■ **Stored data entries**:
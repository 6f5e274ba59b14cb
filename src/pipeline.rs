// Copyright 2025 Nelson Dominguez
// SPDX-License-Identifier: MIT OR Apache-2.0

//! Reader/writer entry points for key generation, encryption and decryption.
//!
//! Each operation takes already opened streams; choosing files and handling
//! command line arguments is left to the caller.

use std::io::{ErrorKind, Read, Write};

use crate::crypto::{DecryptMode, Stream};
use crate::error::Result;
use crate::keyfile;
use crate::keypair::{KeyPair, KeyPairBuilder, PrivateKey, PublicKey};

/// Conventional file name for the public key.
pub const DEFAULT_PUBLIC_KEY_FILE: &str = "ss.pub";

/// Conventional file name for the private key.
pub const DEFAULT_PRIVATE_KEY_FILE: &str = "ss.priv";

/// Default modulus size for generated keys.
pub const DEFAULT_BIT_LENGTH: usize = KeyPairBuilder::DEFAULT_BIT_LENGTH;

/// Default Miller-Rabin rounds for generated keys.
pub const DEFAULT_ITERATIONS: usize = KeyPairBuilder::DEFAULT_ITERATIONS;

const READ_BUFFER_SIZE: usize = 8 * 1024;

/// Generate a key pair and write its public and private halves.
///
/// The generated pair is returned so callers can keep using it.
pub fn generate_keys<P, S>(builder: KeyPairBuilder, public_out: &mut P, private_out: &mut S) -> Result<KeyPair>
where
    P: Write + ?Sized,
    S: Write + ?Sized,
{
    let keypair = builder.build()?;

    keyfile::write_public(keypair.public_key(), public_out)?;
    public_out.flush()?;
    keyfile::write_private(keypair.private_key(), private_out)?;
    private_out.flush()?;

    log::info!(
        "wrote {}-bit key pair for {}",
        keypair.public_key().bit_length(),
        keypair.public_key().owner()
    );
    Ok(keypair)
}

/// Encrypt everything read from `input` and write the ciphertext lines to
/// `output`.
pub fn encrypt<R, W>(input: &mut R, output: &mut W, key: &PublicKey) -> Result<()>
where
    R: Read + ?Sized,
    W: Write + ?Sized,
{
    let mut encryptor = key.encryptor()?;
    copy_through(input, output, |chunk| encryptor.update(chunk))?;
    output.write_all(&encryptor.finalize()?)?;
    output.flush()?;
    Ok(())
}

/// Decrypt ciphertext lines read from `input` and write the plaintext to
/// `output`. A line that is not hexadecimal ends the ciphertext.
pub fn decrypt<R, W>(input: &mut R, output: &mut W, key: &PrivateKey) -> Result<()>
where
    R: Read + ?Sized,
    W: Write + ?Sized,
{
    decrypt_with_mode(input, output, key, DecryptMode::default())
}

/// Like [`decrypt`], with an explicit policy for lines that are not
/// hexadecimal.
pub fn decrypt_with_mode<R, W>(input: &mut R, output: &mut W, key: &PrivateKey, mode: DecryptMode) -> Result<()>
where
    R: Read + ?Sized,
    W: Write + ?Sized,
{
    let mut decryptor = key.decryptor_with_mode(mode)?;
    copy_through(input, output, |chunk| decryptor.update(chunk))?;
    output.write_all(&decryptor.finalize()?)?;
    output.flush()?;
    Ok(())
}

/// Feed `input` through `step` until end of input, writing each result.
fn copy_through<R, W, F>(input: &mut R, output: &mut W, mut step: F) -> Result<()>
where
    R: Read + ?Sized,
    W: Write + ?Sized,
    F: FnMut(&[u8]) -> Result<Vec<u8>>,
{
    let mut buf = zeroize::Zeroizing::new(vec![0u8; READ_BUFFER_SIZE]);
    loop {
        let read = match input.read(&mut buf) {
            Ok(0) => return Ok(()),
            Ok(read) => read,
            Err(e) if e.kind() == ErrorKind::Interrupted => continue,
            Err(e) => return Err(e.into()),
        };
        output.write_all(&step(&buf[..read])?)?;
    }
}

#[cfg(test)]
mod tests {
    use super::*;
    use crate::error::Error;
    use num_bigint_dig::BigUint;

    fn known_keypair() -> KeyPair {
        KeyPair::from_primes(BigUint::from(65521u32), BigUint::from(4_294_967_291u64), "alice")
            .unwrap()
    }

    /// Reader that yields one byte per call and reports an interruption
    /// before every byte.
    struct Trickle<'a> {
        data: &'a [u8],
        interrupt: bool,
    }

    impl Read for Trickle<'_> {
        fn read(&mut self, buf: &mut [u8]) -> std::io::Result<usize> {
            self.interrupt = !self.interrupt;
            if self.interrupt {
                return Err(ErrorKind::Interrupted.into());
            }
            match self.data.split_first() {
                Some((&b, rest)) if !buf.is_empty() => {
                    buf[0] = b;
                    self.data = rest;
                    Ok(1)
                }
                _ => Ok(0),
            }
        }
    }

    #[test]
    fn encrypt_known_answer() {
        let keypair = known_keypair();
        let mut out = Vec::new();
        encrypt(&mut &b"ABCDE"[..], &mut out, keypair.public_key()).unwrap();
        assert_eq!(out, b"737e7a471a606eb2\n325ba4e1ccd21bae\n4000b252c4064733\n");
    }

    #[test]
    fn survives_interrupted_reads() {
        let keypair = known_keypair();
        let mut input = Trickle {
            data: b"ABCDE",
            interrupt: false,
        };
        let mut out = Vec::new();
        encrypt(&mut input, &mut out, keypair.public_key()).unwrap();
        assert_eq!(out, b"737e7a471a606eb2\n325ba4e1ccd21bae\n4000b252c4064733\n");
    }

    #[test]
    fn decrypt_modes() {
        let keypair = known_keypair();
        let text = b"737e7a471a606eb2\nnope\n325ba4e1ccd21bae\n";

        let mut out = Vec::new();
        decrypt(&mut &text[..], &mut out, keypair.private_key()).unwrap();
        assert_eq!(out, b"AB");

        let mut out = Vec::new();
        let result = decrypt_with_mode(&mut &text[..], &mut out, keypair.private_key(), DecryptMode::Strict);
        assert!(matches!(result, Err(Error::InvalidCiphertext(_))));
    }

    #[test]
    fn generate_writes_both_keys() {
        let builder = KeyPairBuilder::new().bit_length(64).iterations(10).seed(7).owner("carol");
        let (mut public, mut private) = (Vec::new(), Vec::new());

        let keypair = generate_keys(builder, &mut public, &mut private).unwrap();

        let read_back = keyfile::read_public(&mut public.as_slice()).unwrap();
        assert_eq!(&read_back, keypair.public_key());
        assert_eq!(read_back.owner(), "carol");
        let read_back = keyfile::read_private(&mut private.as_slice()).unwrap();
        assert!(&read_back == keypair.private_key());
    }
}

==

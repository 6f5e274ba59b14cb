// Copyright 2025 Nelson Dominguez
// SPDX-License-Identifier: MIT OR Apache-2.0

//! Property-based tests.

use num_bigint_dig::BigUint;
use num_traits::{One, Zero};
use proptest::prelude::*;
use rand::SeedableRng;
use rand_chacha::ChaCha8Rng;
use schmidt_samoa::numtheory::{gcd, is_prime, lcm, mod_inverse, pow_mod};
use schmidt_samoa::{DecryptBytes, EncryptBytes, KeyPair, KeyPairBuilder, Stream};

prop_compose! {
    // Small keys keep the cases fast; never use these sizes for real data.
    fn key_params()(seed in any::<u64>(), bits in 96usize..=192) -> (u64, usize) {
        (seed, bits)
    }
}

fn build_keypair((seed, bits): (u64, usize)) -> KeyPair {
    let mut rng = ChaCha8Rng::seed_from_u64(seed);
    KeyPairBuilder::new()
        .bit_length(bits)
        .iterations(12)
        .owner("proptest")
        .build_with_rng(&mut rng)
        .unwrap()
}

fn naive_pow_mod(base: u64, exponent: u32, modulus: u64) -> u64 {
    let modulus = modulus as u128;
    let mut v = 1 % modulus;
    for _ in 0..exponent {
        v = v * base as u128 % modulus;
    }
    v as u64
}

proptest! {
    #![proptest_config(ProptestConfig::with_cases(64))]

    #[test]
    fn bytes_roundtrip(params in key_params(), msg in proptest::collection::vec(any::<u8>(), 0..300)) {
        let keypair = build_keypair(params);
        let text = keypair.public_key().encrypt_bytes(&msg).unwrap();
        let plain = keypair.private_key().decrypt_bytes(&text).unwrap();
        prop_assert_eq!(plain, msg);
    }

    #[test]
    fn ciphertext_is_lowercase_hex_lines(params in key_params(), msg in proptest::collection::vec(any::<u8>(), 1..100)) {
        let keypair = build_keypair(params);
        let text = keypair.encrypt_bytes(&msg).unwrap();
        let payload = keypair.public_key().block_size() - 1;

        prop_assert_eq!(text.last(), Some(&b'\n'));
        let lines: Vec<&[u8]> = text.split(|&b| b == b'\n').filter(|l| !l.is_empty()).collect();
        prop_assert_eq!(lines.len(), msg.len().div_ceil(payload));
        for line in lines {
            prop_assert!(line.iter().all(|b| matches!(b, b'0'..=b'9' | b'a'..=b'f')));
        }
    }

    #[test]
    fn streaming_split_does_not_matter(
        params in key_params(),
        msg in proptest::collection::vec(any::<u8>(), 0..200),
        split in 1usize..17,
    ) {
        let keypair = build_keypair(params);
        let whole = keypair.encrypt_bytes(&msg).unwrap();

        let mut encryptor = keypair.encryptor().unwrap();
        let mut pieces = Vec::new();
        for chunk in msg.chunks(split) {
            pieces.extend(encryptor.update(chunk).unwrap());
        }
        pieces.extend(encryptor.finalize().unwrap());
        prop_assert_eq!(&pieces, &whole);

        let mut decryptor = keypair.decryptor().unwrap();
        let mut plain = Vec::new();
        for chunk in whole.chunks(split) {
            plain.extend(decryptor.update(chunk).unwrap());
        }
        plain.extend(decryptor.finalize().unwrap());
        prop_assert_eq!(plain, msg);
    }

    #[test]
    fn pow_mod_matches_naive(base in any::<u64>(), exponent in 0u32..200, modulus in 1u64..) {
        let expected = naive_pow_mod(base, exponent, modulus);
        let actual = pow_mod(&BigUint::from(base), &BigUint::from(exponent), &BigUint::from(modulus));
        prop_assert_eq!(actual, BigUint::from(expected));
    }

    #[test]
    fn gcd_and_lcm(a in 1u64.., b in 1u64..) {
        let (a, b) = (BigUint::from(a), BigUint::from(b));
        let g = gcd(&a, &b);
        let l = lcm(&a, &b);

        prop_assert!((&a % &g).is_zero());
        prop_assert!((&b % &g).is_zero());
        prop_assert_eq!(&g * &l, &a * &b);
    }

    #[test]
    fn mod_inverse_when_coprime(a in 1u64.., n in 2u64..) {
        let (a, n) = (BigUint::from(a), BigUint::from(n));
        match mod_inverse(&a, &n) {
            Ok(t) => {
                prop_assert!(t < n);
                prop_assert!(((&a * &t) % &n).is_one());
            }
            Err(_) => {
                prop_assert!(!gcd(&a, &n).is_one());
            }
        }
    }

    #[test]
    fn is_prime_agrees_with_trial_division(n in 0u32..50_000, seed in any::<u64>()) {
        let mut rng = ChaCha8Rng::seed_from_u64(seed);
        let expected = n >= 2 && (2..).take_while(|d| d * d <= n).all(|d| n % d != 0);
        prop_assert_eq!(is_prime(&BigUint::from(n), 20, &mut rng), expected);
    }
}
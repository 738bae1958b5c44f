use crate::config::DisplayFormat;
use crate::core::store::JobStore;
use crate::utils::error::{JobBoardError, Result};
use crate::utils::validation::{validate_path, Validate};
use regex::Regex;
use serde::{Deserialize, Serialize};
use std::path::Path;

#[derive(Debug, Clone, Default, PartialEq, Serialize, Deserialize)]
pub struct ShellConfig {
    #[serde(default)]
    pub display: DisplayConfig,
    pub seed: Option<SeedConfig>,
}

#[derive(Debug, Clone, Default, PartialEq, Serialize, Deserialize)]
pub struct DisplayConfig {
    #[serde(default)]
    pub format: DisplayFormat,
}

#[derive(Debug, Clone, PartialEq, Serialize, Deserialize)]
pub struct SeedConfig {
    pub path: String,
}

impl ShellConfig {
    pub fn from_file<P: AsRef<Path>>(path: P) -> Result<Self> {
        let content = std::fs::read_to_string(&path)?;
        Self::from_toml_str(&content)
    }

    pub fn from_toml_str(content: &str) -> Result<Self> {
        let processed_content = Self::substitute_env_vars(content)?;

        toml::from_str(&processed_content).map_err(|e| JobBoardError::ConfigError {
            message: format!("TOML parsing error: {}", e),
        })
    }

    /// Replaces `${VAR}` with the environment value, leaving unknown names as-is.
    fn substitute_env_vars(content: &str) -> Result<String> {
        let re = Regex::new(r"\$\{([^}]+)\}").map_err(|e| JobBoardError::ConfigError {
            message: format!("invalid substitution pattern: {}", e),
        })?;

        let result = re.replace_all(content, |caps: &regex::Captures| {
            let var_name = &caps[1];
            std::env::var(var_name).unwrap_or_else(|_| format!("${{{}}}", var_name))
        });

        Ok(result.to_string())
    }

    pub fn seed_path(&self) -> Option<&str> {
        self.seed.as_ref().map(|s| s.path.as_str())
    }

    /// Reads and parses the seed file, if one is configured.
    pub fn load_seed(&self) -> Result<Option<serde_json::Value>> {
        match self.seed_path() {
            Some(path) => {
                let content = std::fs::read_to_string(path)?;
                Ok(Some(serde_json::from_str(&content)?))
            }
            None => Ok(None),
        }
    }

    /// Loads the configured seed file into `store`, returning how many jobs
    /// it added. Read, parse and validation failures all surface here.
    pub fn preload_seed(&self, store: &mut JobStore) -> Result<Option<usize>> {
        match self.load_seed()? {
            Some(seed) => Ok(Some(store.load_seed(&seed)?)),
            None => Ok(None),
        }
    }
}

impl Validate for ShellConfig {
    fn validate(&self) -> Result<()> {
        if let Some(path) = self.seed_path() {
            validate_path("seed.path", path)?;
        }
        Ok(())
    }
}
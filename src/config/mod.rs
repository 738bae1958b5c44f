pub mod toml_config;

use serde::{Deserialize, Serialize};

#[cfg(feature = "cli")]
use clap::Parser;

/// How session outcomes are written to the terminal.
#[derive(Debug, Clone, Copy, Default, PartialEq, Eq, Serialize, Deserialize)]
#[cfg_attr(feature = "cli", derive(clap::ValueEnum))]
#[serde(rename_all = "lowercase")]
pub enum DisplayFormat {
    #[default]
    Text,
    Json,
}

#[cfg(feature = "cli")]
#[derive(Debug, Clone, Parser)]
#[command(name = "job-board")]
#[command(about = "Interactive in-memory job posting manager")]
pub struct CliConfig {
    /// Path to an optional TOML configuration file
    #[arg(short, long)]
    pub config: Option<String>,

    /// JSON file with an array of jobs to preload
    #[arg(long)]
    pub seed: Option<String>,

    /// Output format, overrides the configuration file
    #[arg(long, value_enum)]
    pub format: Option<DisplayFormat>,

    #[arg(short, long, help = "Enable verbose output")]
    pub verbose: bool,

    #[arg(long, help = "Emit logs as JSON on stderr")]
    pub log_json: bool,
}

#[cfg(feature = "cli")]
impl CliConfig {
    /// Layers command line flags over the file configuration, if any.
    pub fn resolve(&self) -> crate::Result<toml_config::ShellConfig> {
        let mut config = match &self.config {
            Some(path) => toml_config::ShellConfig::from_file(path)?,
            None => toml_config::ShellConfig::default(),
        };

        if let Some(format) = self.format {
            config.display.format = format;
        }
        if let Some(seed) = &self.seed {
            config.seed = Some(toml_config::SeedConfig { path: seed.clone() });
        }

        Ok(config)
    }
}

■ **Task statement**:
Using the entries above, copy out all lines that contain the string "Conventional".

■ **Answer to this exercise**:
/// Conventional file name for the public key.
/// Conventional file name for the private key.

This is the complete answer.